Intanto. Come si inizia a voler tradurre? Per amore o anche per un tot di frustrazione? Insomma, il traduttore è come il doppiatore: dà voce a un altro. Ma… qual è la tua voce creativa?

“A dire il vero non vivo il mio lavoro in maniera così frustrante, non mi sento una scrittrice mancata, mi sento una scrittrice un po’ particolare, diciamo “specializzata”. Octavio Paz, il grande poeta e premio Nobel messicano, diceva: se la letteratura è una funzione specializzata del linguaggio, la traduzione è una funzione specializzata della letteratura. Una funzione che ha una sua forma di creatività ben definita, linguistica e non narrativa, è vero, ma non dimentichiamo che in letteratura il confine è piuttosto labile, spesso conta più come si dice qualcosa di cosa si dice. Non a caso lavoriamo anche noi, al pari degli scrittori, in regime di diritto d’autore. Ho iniziato a tradurre perché mi piaceva moltissimo leggere e scrivere, e la traduzione combina queste due attività in modo unico. Prima si legge, poi si scrive, con un gran privilegio: la nostra lettura diventa oggetto di lettura altrui. Un privilegio e una responsabilità. Siamo interpreti: suoniamo note scritte da altri che però senza di noi resterebbero mute entro quei confini”.

Quale è il primo libro che hai tradotto? Quale il libro che ti è piaciuto di più tradurre?

“Il primo libro che ho tradotto è stato Ocnos, una raccolta di poemi in prosa di Luis Cernuda, poeta spagnolo della Generazione del ’27, quella di Lorca per intenderci. Il libro che sono stata più felice di tradurre è Cent’anni di solitudine, perché in un certo senso è il libro di lingua spagnola per eccellenza, e anche perché è un romanzo meraviglioso”.

L’autore più difficile da tradurre. Il libro che avresti voluto tradurre ma che per ragioni diverse (svelale) non hai tradotto. 

“La traduzione è un lavoro impossibile, è come cercare la quadratura del cerchio, perché le lingue sono irrimediabilmente diverse fra loro e quindi si ha sempre un residuo intraducibile, il che significa che se davvero si prende sul serio il mestiere tutti gli scrittori sono difficili. Detto questo, l’autore più difficile che ho incontrato è forse Julio Cortázar, perché ama esplorare i confini della lingua e i confini sono territori impervi per i traduttori, è molto più facile muoversi nelle aree mappate dai repertori. Gli scrittori che vorrei tradurre sono tanti, ognuno per un motivo diverso, ma sarei ingrata se mi lamentassi, sono stata molto fortunata, gli editori mi hanno affidato libri bellissimi. Mi piacerebbe lavorare su Juan Rulfo, ad esempio, però è ancora sotto diritti ed è stato recentemente ritradotto, quindi non credo che succederà. Comunque mi consolo facilmente, sia perché mi piace il tradurre in sé, a prescindere dal testo, come operazione linguistica e intellettuale e culturale; sia perché, come dice Renata Colorni, il traduttore è un camaleonte libertino, ama passare da uno scrittore all’altro senza fermarsi mai”.
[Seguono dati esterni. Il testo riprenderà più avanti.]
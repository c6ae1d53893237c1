//! Test utilities for infoflow_sync_core
//!
//! Deterministic collaborators for the sync engine: a manual clock, a
//! recording status sink, a scripted remote source and a filesystem wrapper
//! that counts writes and can inject failures.

use std::collections::HashSet;
use std::io;
use std::path::{Path, PathBuf};
use std::sync::atomic::{AtomicUsize, Ordering};
use std::sync::{Arc, Mutex};
use std::time::Duration;

use chrono::{DateTime, Utc};

use crate::clock::Clock;
use crate::fs::{BoxFuture, FileSystem, InMemoryFileSystem};
use crate::progress::StatusSink;
use crate::remote::{FetchQuery, Pagination, Record, RecordPage, RemoteError, RemoteSource, parse_timestamp};

/// A minimal record fixture.
pub fn record(id: &str, title: &str, updated_at: &str) -> Record {
    Record {
        id: id.to_string(),
        title: title.to_string(),
        item_type: "web_page".to_string(),
        created_at: "2024-01-01T00:00:00Z".to_string(),
        updated_at: updated_at.to_string(),
        ..Default::default()
    }
}

/// A clock that only moves when told to.
pub struct ManualClock {
    now: Mutex<DateTime<Utc>>,
}

impl ManualClock {
    /// Clock set to an RFC 3339 instant.
    pub fn at(rfc3339: &str) -> Self {
        Self {
            now: Mutex::new(parse_timestamp(rfc3339).unwrap()),
        }
    }

    /// Move forward.
    pub fn advance(&self, by: Duration) {
        let mut now = self.now.lock().unwrap();
        *now += chrono::Duration::from_std(by).unwrap();
    }

    /// Jump to an instant.
    pub fn set(&self, rfc3339: &str) {
        *self.now.lock().unwrap() = parse_timestamp(rfc3339).unwrap();
    }
}

impl Clock for ManualClock {
    fn now(&self) -> DateTime<Utc> {
        *self.now.lock().unwrap()
    }
}

/// Status sink remembering everything it was given.
#[derive(Default)]
pub struct RecordingSink {
    texts: Mutex<Vec<String>>,
    notices: Mutex<Vec<String>>,
}

impl RecordingSink {
    /// Every status text, in order.
    pub fn texts(&self) -> Vec<String> {
        self.texts.lock().unwrap().clone()
    }

    /// Every notice, in order.
    pub fn notices(&self) -> Vec<String> {
        self.notices.lock().unwrap().clone()
    }
}

impl StatusSink for RecordingSink {
    fn set_text(&self, text: &str) {
        self.texts.lock().unwrap().push(text.to_string());
    }

    fn notice(&self, message: &str) {
        self.notices.lock().unwrap().push(message.to_string());
    }
}

/// Remote source serving a mutable list of records.
///
/// Applies the `updated_since`, tag and folder filters like the real API and
/// paginates with a configurable page size.
#[derive(Default)]
pub struct ScriptedRemote {
    records: Mutex<Vec<Record>>,
    page_size: Option<usize>,
    fail_always: Mutex<Option<RemoteError>>,
    fail_on_page: Mutex<Option<(u32, RemoteError)>>,
    requests: Mutex<Vec<(FetchQuery, u32)>>,
}

impl ScriptedRemote {
    /// Serve `records`.
    pub fn new(records: Vec<Record>) -> Self {
        Self {
            records: Mutex::new(records),
            ..Default::default()
        }
    }

    /// Override the page size requested by queries.
    pub fn with_page_size(mut self, size: usize) -> Self {
        self.page_size = Some(size);
        self
    }

    /// Fail every request.
    pub fn failing_with(self, err: RemoteError) -> Self {
        *self.fail_always.lock().unwrap() = Some(err);
        self
    }

    /// Fail requests for one page.
    pub fn fail_on_page(&self, page: u32, err: RemoteError) {
        *self.fail_on_page.lock().unwrap() = Some((page, err));
    }

    /// Stop failing.
    pub fn heal(&self) {
        *self.fail_always.lock().unwrap() = None;
        *self.fail_on_page.lock().unwrap() = None;
    }

    /// Replace the served records.
    pub fn set_records(&self, records: Vec<Record>) {
        *self.records.lock().unwrap() = records;
    }

    /// Replace or add one record.
    pub fn upsert(&self, record: Record) {
        let mut records = self.records.lock().unwrap();
        match records.iter_mut().find(|r| r.id == record.id) {
            Some(existing) => *existing = record,
            None => records.push(record),
        }
    }

    /// Every `(query, page)` requested, in order.
    pub fn requests(&self) -> Vec<(FetchQuery, u32)> {
        self.requests.lock().unwrap().clone()
    }

    fn matches(query: &FetchQuery, record: &Record) -> bool {
        if let Some(since) = query.updated_since.as_deref().and_then(parse_timestamp)
            && record.updated_at_time().is_some_and(|t| t < since)
        {
            return false;
        }
        if !query.tags.is_empty() && !record.tags.iter().any(|t| query.tags.contains(t)) {
            return false;
        }
        if !query.folders.is_empty()
            && !record
                .folder_name
                .as_ref()
                .is_some_and(|f| query.folders.contains(f))
        {
            return false;
        }
        true
    }

    fn page(&self, query: &FetchQuery, page: u32) -> Result<RecordPage, RemoteError> {
        self.requests.lock().unwrap().push((query.clone(), page));

        if let Some(err) = self.fail_always.lock().unwrap().clone() {
            return Err(err);
        }
        if let Some((failing, err)) = self.fail_on_page.lock().unwrap().clone()
            && failing == page
        {
            return Err(err);
        }

        let matching: Vec<Record> = self
            .records
            .lock()
            .unwrap()
            .iter()
            .filter(|r| Self::matches(query, r))
            .cloned()
            .collect();

        let per_page = self.page_size.unwrap_or(query.per_page.max(1) as usize);
        let total_items = matching.len();
        let total_pages = total_items.div_ceil(per_page).max(1);
        let start = (page as usize - 1) * per_page;
        let items: Vec<Record> = matching.into_iter().skip(start).take(per_page).collect();

        Ok(RecordPage {
            items,
            pagination: Pagination {
                current_page: page,
                total_pages: total_pages as u32,
                total_items: total_items as u64,
                per_page: per_page as u32,
                has_next_page: (page as usize) < total_pages,
                has_previous_page: page > 1,
            },
        })
    }
}

impl RemoteSource for ScriptedRemote {
    fn fetch_page<'a>(
        &'a self,
        query: &'a FetchQuery,
        page: u32,
    ) -> BoxFuture<'a, Result<RecordPage, RemoteError>> {
        let result = self.page(query, page);
        Box::pin(async move { result })
    }
}

/// Wraps an [`InMemoryFileSystem`], counting mutations and failing writes to chosen paths.
#[derive(Clone, Default)]
pub struct CountingFs {
    inner: InMemoryFileSystem,
    writes: Arc<AtomicUsize>,
    creates: Arc<AtomicUsize>,
    moves: Arc<AtomicUsize>,
    failing: Arc<Mutex<HashSet<PathBuf>>>,
}

impl CountingFs {
    /// Wrap `inner`.
    pub fn new(inner: InMemoryFileSystem) -> Self {
        Self {
            inner,
            ..Default::default()
        }
    }

    /// The wrapped filesystem.
    pub fn inner(&self) -> &InMemoryFileSystem {
        &self.inner
    }

    /// `write_file` calls so far.
    pub fn writes(&self) -> usize {
        self.writes.load(Ordering::SeqCst)
    }

    /// `create_new` calls so far.
    pub fn creates(&self) -> usize {
        self.creates.load(Ordering::SeqCst)
    }

    /// `move_file` calls so far.
    pub fn moves(&self) -> usize {
        self.moves.load(Ordering::SeqCst)
    }

    /// Document mutations (writes, creates, moves).
    pub fn mutations(&self) -> usize {
        self.writes() + self.creates() + self.moves()
    }

    /// Reset all counters.
    pub fn reset_counts(&self) {
        self.writes.store(0, Ordering::SeqCst);
        self.creates.store(0, Ordering::SeqCst);
        self.moves.store(0, Ordering::SeqCst);
    }

    /// Make writes and creates at `path` fail.
    pub fn fail_writes_to(&self, path: impl Into<PathBuf>) {
        self.failing.lock().unwrap().insert(path.into());
    }

    fn check(&self, path: &Path) -> io::Result<()> {
        if self.failing.lock().unwrap().contains(path) {
            return Err(io::Error::new(io::ErrorKind::PermissionDenied, "injected write failure"));
        }
        Ok(())
    }
}

impl FileSystem for CountingFs {
    fn read_to_string(&self, path: &Path) -> io::Result<String> {
        self.inner.read_to_string(path)
    }

    fn write_file(&self, path: &Path, content: &str) -> io::Result<()> {
        self.check(path)?;
        self.writes.fetch_add(1, Ordering::SeqCst);
        self.inner.write_file(path, content)
    }

    fn create_new(&self, path: &Path, content: &str) -> io::Result<()> {
        self.check(path)?;
        self.creates.fetch_add(1, Ordering::SeqCst);
        self.inner.create_new(path, content)
    }

    fn delete_file(&self, path: &Path) -> io::Result<()> {
        self.inner.delete_file(path)
    }

    fn list_md_files(&self, dir: &Path) -> io::Result<Vec<PathBuf>> {
        self.inner.list_md_files(dir)
    }

    fn exists(&self, path: &Path) -> bool {
        self.inner.exists(path)
    }

    fn create_dir_all(&self, path: &Path) -> io::Result<()> {
        self.inner.create_dir_all(path)
    }

    fn is_dir(&self, path: &Path) -> bool {
        self.inner.is_dir(path)
    }

    fn move_file(&self, from: &Path, to: &Path) -> io::Result<()> {
        self.moves.fetch_add(1, Ordering::SeqCst);
        self.inner.move_file(from, to)
    }

    fn list_files(&self, dir: &Path) -> io::Result<Vec<PathBuf>> {
        self.inner.list_files(dir)
    }
}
Quali libri sarebbe importante tradurre in Italia, ma non ci sono ancora?

“Sarebbe giusto che i classici delle letterature di lingua spagnola fossero tutti tradotti, accessibili in toto ai lettori italiani, e che lo fossero in traduzioni adeguate, non troppo polverose. Si pensa sempre a tradurre titoli nuovi, che però spesso durano la spazio di un mattino. Ritradurre è altrettanto importante, significa tenere in vita la tradizione, il canone. Ci sono vecchie traduzioni ormai illeggibili. La prima traduzione di Cent’anni di solitudine, pur essendo molto bella aveva fatto il suo tempo. Per rendere il libro comprensibile agli occhi del lettore italiano di cinquant’anni fa, trasformava ad esempio gli alcaravanes, uccelletti selvatici dell’America latina, in galline, e per renderlo accattivante restituiva parole quotidiane coi termini più esotici, misteriosi e desueti, le secche del mare diventavano ad esempio sirti. Il Cent’anni di solitudine che leggevamo era molto più magico e meno realistico dell’originale”.
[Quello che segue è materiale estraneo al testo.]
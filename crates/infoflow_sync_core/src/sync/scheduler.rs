//! Timer-driven automatic sync (feature `scheduler`).

use std::sync::Arc;
use std::time::Duration;

use log::{debug, info, warn};
use tokio::sync::{Mutex, RwLock};
use tokio::task::JoinHandle;
use tokio::time::{Instant, MissedTickBehavior};

use super::{SyncManager, SyncOptions, SyncOutcome};
use crate::config::SyncSettings;
use crate::fs::AsyncFileSystem;
use crate::remote::RemoteSource;
use crate::state::{StateStore, SyncState};

/// A running auto-sync timer. Stops when dropped.
///
/// Each tick runs [`SyncManager::sync`] with `auto = true`. A tick that finds
/// the state already borrowed (a manual run or a hook holds it) is skipped
/// rather than queued. Restart the timer after changing the frequency.
pub struct AutoSync {
    handle: JoinHandle<()>,
    period: Duration,
}

impl AutoSync {
    /// Start the timer. Returns `None` when the configured frequency is 0.
    ///
    /// The first run happens one period after spawning.
    pub async fn spawn<FS, R, S>(
        manager: Arc<SyncManager<FS, R, S>>,
        state: Arc<Mutex<SyncState>>,
        settings: Arc<RwLock<SyncSettings>>,
    ) -> Option<Self>
    where
        FS: AsyncFileSystem + 'static,
        R: RemoteSource + 'static,
        S: StateStore + 'static,
    {
        let period = settings.read().await.auto_sync_interval()?;
        info!("Auto sync every {}s", period.as_secs());

        let handle = tokio::spawn(async move {
            let mut ticker = tokio::time::interval_at(Instant::now() + period, period);
            ticker.set_missed_tick_behavior(MissedTickBehavior::Skip);
            loop {
                ticker.tick().await;

                let Ok(mut state) = state.try_lock() else {
                    debug!("Auto sync tick skipped: state is busy");
                    continue;
                };
                let settings = settings.read().await.clone();
                match manager.sync(&mut state, &settings, SyncOptions::auto()).await {
                    Ok(SyncOutcome::Completed(summary)) => {
                        debug!("Auto sync {} finished", summary.run_id)
                    }
                    Ok(SyncOutcome::Skipped { .. }) => {}
                    Err(e) => warn!("Auto sync failed: {}", e),
                }
            }
        });

        Some(Self { handle, period })
    }

    /// Time between runs.
    pub fn period(&self) -> Duration {
        self.period
    }

    /// Whether the timer task is still alive.
    pub fn is_running(&self) -> bool {
        !self.handle.is_finished()
    }

    /// Stop the timer. A run in progress is abandoned at its next suspension point.
    pub fn stop(&self) {
        self.handle.abort();
    }
}

impl Drop for AutoSync {
    fn drop(&mut self) {
        self.handle.abort();
    }
}

#[cfg(test)]
mod tests {
    use super::*;
    use crate::clock::SystemClock;
    use crate::fs::{InMemoryFileSystem, SyncToAsyncFs};
    use crate::progress::{NoopSink, StatusQueue};
    use crate::state::MemoryStateStore;
    use crate::test_utils::{ScriptedRemote, record};

    type Manager =
        SyncManager<SyncToAsyncFs<InMemoryFileSystem>, Arc<ScriptedRemote>, Arc<MemoryStateStore>>;

    fn setup(minutes: u32) -> (Arc<Manager>, Arc<ScriptedRemote>, Arc<RwLock<SyncSettings>>) {
        let remote = Arc::new(ScriptedRemote::new(vec![record(
            "a",
            "Alpha",
            "2024-05-01T10:00:00Z",
        )]));
        let manager = Arc::new(SyncManager::new(
            SyncToAsyncFs::new(InMemoryFileSystem::new()),
            "/vault",
            remote.clone(),
            Arc::new(MemoryStateStore::new()),
            Arc::new(SystemClock),
            StatusQueue::new(Arc::new(NoopSink), Arc::new(SystemClock)),
        ));
        let settings = Arc::new(RwLock::new(SyncSettings {
            api_token: "token".into(),
            sync_frequency_minutes: minutes,
            ..Default::default()
        }));
        (manager, remote, settings)
    }

    #[tokio::test(start_paused = true)]
    async fn test_disabled_when_frequency_is_zero() {
        let (manager, _, settings) = setup(0);
        let state = Arc::new(Mutex::new(SyncState::default()));
        assert!(AutoSync::spawn(manager, state, settings).await.is_none());
    }

    #[tokio::test(start_paused = true)]
    async fn test_runs_after_each_period() {
        let (manager, remote, settings) = setup(1);
        let state = Arc::new(Mutex::new(SyncState::default()));
        let auto = AutoSync::spawn(manager, state.clone(), settings).await.unwrap();
        assert_eq!(auto.period(), Duration::from_secs(60));

        tokio::time::sleep(Duration::from_secs(30)).await;
        assert!(remote.requests().is_empty());

        tokio::time::sleep(Duration::from_secs(31)).await;
        assert_eq!(remote.requests().len(), 1);
        assert!(state.lock().await.last_successful_cursor.is_some());

        tokio::time::sleep(Duration::from_secs(60)).await;
        assert_eq!(remote.requests().len(), 2);
        assert!(auto.is_running());
    }

    #[tokio::test(start_paused = true)]
    async fn test_busy_state_skips_tick() {
        let (manager, remote, settings) = setup(1);
        let state = Arc::new(Mutex::new(SyncState::default()));
        let _auto = AutoSync::spawn(manager, state.clone(), settings).await.unwrap();

        let guard = state.lock().await;
        tokio::time::sleep(Duration::from_secs(61)).await;
        assert!(remote.requests().is_empty());
        drop(guard);

        tokio::time::sleep(Duration::from_secs(60)).await;
        assert_eq!(remote.requests().len(), 1);
    }

    #[tokio::test(start_paused = true)]
    async fn test_stop_cancels_timer() {
        let (manager, remote, settings) = setup(1);
        let state = Arc::new(Mutex::new(SyncState::default()));
        let auto = AutoSync::spawn(manager, state, settings).await.unwrap();
        auto.stop();

        tokio::time::sleep(Duration::from_secs(120)).await;
        assert!(remote.requests().is_empty());
        assert!(!auto.is_running());
    }
}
Cosa si muove di culturalmente rilevante nel mondo di tua competenza, quello ispanico?

“È una domanda complicata perché il mondo ispanico conta 500 milioni di persone e copre, oltre alla Spagna, un territorio che va dagli Stati Uniti alla Terra del Fuoco. È difficile generalizzare. Comunque mi sembra molto interessante l’emergere delle culture indigene”.

I traduttori sono pagati notoriamente molto male: è ancora così? Perché? 

“Sì, siamo ancora pagati molto male, perché l’invisibilità che cerchiamo dentro la pagina, per essere fedeli, trabocca fuori dalla pagina e nasconde l’importanza del nostro lavoro. Una cattiva traduzione è innanzitutto una frode nei confronti del lettore (nonché concorrenza sleale nei confronti degli altri editori) e poi nuoce allo scrittore, priva la cultura italiana di stimoli vitali e danneggia la nostra lingua, l’italiano”.

A cosa stai lavorando, attualmente?

“Sto licenziando le bozze di due libri di Roberto Bolaño, Lo spirito della fantascienza, un romanzo inedito per Adelphi, e I cani romantici, una raccolta di poesie per SUR. E sto traducendo Il labirinto della solitudine di Octavio Paz per i Meridiani Mondadori. Insomma, passo le mie giornate in Messico”.